What to produce:
Pick out the lines below with "Commenter" and list them.

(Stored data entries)
____________________

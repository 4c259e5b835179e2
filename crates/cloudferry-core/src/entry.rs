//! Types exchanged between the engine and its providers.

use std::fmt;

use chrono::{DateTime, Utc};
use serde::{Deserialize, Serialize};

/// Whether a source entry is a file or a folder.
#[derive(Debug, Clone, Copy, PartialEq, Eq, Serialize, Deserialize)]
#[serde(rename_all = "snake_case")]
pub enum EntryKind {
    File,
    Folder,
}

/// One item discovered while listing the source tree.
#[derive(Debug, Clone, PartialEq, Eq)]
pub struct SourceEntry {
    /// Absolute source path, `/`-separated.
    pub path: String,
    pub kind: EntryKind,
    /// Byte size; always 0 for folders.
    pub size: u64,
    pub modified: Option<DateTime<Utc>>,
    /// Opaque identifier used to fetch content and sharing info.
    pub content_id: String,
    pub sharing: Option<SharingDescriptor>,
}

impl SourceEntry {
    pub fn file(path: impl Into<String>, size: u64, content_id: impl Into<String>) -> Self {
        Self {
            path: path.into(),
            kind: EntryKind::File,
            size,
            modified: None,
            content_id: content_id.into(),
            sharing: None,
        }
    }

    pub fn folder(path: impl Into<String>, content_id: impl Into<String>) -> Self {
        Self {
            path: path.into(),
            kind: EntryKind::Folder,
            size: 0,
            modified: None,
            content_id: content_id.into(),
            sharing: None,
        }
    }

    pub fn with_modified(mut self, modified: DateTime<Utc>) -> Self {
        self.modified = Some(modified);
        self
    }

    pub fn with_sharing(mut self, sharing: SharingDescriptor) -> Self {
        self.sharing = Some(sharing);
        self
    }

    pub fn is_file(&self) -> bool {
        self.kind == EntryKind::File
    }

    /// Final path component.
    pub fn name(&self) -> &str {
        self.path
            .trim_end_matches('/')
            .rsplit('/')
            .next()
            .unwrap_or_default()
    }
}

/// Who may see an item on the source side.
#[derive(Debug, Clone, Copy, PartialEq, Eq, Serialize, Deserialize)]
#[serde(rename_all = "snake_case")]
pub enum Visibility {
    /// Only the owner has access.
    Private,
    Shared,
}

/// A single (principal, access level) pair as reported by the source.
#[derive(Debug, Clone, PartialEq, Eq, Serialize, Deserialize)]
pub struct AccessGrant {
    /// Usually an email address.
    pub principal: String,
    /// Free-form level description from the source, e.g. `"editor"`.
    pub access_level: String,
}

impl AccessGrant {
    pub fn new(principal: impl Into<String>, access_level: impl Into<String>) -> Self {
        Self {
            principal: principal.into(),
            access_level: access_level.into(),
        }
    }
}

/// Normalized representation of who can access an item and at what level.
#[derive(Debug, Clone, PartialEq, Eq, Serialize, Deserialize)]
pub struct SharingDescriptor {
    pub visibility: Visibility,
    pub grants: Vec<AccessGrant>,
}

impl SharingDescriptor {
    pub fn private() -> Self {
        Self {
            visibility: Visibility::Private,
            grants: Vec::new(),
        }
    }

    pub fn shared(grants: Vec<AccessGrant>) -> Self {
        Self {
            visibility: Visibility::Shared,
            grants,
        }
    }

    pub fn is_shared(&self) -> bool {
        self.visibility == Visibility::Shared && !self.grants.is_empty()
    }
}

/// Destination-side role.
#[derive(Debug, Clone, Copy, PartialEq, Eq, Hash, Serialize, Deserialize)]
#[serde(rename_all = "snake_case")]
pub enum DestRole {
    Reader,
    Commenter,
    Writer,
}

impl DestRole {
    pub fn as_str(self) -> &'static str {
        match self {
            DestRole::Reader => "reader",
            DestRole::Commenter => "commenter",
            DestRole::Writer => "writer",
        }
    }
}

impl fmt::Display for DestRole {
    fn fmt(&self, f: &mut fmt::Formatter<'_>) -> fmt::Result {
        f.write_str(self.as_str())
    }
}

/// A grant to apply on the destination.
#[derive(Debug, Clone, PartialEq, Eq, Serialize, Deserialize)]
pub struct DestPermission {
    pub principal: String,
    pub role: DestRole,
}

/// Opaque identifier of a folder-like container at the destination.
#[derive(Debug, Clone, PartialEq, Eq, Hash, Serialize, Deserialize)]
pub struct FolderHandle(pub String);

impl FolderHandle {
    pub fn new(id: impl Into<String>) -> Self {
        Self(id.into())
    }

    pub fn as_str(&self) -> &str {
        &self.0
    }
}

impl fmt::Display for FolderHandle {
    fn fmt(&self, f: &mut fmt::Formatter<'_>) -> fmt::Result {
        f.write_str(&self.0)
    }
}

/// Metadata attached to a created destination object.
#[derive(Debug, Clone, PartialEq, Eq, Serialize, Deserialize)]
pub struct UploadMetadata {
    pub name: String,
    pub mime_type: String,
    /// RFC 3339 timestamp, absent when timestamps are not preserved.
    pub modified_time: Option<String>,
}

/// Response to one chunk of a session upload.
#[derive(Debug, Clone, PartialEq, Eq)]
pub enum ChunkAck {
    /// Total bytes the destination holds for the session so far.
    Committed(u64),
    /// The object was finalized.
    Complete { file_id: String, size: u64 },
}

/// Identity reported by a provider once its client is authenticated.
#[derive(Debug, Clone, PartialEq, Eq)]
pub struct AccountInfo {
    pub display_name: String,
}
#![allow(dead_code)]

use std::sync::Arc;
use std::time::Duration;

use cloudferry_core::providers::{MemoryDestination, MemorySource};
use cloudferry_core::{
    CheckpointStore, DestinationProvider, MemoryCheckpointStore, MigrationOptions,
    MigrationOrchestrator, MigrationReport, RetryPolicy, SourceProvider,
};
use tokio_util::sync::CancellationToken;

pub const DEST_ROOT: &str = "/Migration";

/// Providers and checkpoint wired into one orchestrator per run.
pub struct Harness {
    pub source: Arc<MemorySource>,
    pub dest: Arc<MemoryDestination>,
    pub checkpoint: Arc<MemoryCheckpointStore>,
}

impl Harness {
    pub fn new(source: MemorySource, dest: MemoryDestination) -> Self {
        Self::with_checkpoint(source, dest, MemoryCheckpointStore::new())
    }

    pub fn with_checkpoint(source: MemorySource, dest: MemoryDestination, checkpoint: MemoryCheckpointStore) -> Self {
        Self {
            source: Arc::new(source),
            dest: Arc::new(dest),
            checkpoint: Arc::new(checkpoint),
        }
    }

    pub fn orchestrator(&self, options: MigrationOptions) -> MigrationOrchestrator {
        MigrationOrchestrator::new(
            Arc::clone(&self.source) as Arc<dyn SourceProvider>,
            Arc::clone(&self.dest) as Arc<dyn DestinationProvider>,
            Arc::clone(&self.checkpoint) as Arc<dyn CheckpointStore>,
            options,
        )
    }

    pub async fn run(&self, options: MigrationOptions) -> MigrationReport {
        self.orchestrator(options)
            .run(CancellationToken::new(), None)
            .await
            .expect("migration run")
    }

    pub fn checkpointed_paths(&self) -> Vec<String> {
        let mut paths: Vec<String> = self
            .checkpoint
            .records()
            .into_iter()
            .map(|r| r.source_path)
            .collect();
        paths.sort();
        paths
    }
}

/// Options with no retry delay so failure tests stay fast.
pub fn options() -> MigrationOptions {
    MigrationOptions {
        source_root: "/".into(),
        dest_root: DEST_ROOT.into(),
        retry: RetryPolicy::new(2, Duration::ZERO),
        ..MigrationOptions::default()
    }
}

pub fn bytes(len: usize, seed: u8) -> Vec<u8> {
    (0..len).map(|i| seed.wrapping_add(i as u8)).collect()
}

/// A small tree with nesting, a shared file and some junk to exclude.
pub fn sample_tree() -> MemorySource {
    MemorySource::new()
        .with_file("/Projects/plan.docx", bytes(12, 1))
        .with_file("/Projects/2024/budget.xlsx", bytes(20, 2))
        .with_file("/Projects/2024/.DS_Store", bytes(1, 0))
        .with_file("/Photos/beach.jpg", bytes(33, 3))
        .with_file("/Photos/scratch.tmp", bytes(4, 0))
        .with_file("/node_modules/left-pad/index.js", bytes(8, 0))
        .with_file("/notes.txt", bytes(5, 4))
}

____________________

Solved exercise:
    Commenter,
            DestRole::Commenter => "commenter",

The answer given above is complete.